Thinking it might be an oversight, Knudson reviewed all the “chrons” — the detailed records showing what Stafford received and when — for each day from Feb. 29 to March 28. 

None recorded Stafford receiving $600.

Another point: Although Liberty was meticulous about having clients sign receipts for any money given to them, there was no receipt for $600 on Feb. 29. A month later on March 28, his case supervisor asked him to sign a receipt, according to the paper trail Knudson showed the judge. 

Stafford denied ever receiving it. 

To further buttress her claim of a setup, Knudson showed an email from Liberty’s Bagwell written at 4:08 a.m. on March 19 to three others, including Liberty workers overseeing Stafford’s case. 

“I have a plan to get rid of security and to take back control of the situation with wsta,” she wrote, using the shorthand for Stafford. “Do you have time to meet briefly this morning to discuss.”

An email exchange sent by Liberty’s SVP program director Melissa Bagwell. (San Diego Superior Court)

It was nine days after that when Stafford’s caseworker asked him about the $600. 

Knudson said that on April 16, five Liberty employees searched Stafford’s residence. The case manager who said he had handed him the money found it in a manila envelope, with the cash denominations written on the outside, underneath a clothes dryer. 

But the lawyer questioned that find. Showing Weathers a picture of the envelope and where it was found, she noted the “very pristine envelope that they say has been under a dryer for two months.” 

All of this didn’t add up, Knudson argued. 

She told the judge, “I believe it’s clear they didn’t give him the money on 2-29. And if they didn’t give him the money on 2-29 and yet they found it at his house on 4-16, then they had to have put it there. 

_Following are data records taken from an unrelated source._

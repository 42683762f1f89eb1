//! Ordinary Least Squares (OLS) linear regression
//!
//! Closed-form estimator β = (XᵗX)⁻¹Xᵗy on a design matrix with a prepended
//! intercept column. XᵗX is inverted with [`sd_core::linalg::invert`], so a
//! rank-deficient design surfaces as [`ModelError::SingularMatrix`].

use sd_core::data::DataError;
use sd_core::linalg::{self, Matrix, Vector};

use crate::base::{ModelError, ModelStatistics, Result};
use crate::lm::result::OlsFit;

// ==================== Fitting ====================

/// Fit y on the predictors in `x` (rows = observations, no intercept column).
///
/// Fails with `Underdetermined` when the predictor count is not strictly
/// below the observation count.
pub fn fit_ols(y: &[f64], x: &Matrix) -> Result<OlsFit> {
    let n = y.len();
    let p = x.ncols();

    if n == 0 || x.nrows() == 0 {
        return Err(DataError::EmptyInput("regression data").into());
    }
    if x.nrows() != n {
        return Err(DataError::DimensionMismatch {
            expected: format!("{} rows", n),
            actual: format!("{} rows", x.nrows()),
        }
        .into());
    }
    if p >= n {
        return Err(ModelError::Underdetermined {
            n_samples: n,
            n_predictors: p,
        });
    }
    if y.iter().chain(x.iter()).any(|v| !v.is_finite()) {
        return Err(DataError::NonFinite("regression data").into());
    }

    let y = Vector::from(y.to_vec());
    let design = linalg::with_intercept(x);
    let design_t = linalg::transpose(&design);

    let xtx = linalg::multiply(&design_t, &design)?;
    let xtx_inv = linalg::invert(&xtx)?;
    let xty = linalg::multiply_vector(&design_t, &y)?;
    let coefficients = linalg::multiply_vector(&xtx_inv, &xty)?;

    let fitted_values = linalg::multiply_vector(&design, &coefficients)?;
    let residuals = &y - &fitted_values;

    let y_mean = y.mean().unwrap_or(0.0);
    let sse = residuals.mapv(|r| r * r).sum();
    let sst = y.mapv(|v| (v - y_mean).powi(2)).sum();
    let statistics = ModelStatistics::from_sums(sse, sst, n, p);

    let standard_errors = standard_errors(&xtx_inv, sse, statistics.df_residual);

    log::debug!(
        "OLS fit: n = {}, p = {}, R² = {:.6}, SSE = {:.6}",
        n,
        p,
        statistics.r_squared,
        sse
    );

    Ok(OlsFit {
        coefficients,
        standard_errors,
        fitted_values,
        residuals,
        x: x.clone(),
        y,
        statistics,
    })
}

/// Standard errors sqrt(diag(σ² (XᵗX)⁻¹)) with σ² = SSE / df
fn standard_errors(xtx_inv: &Matrix, sse: f64, df_residual: usize) -> Option<Vector> {
    if df_residual == 0 {
        return None;
    }
    let sigma2 = sse / df_residual as f64;
    Some(xtx_inv.diag().mapv(|v| (sigma2 * v).max(0.0).sqrt()))
}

“There would be no other way to get it.”

Court records show that Liberty has a very different view. 

In a year-end report about Stafford’s case to Weathers, they contend that they handed Stafford the money in a manila envelope on Feb. 29. But on March 28 — the day he was asked to sign the receipt — the report said Stafford was asked to produce the money. 

“He took a couple of steps, then suddenly stopped, and developed a reported memory loss of ever receiving or knowing anything about the $600 that had been provided to him for propane,” the report said. 

Liberty also said that they gave Stafford two lie detector tests on, one on March 29 and a second on April 8, and when asked specific questions about the cash his answers were considered “untruthful.”

Eight days after the second test — which Knudson said were flawed and not reliable — he was taken into custody and jailed until a hearing revoking his freedom was held.

As he waited in county jail, Knudson assembled the records detailing the events surrounding the $600. She felt strongly enough about what they showed that on Aug. 27, the day before the scheduled hearing, she flew to Sacramento for a meeting with top DSH officials.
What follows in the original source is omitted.